WHAT THE EXERCISE ASKS – A single number is all that's needed: how many lines in the data contain the string "failed".

ENTRIES SUPPLIED –

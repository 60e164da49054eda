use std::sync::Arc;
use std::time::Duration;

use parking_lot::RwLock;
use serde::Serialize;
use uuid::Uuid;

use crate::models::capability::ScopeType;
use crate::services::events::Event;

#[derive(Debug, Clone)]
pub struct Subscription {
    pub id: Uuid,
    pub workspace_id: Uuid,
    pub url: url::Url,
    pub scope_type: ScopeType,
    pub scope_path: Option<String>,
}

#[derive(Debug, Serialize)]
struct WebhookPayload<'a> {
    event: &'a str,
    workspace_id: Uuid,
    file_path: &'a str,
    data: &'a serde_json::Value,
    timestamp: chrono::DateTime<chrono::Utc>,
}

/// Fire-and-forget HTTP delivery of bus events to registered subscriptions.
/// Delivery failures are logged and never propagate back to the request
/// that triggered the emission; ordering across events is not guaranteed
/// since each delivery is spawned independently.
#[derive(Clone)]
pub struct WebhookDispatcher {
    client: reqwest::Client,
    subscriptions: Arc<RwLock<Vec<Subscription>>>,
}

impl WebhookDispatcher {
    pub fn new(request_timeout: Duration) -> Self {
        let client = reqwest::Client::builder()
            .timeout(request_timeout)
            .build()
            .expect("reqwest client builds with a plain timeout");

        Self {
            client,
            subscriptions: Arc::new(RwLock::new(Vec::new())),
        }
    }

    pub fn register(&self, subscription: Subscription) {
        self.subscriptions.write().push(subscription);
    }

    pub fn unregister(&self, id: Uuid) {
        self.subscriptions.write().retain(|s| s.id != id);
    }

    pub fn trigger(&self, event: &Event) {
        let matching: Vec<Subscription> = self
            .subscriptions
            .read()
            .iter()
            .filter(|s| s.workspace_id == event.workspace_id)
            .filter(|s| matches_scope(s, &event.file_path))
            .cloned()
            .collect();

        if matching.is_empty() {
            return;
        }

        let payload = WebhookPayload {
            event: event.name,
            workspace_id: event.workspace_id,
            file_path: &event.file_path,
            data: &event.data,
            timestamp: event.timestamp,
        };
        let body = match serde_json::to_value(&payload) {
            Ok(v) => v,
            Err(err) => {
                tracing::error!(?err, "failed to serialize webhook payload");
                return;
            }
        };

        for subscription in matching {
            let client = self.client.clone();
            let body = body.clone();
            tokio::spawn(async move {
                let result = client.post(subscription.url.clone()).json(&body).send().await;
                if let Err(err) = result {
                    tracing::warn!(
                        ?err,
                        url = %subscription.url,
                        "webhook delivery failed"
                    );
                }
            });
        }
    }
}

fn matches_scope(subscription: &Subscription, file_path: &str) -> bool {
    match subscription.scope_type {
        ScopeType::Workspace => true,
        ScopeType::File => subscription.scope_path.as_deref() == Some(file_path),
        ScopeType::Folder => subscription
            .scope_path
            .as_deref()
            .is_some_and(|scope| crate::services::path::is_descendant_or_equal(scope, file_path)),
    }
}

COMPLETED EXERCISE – 2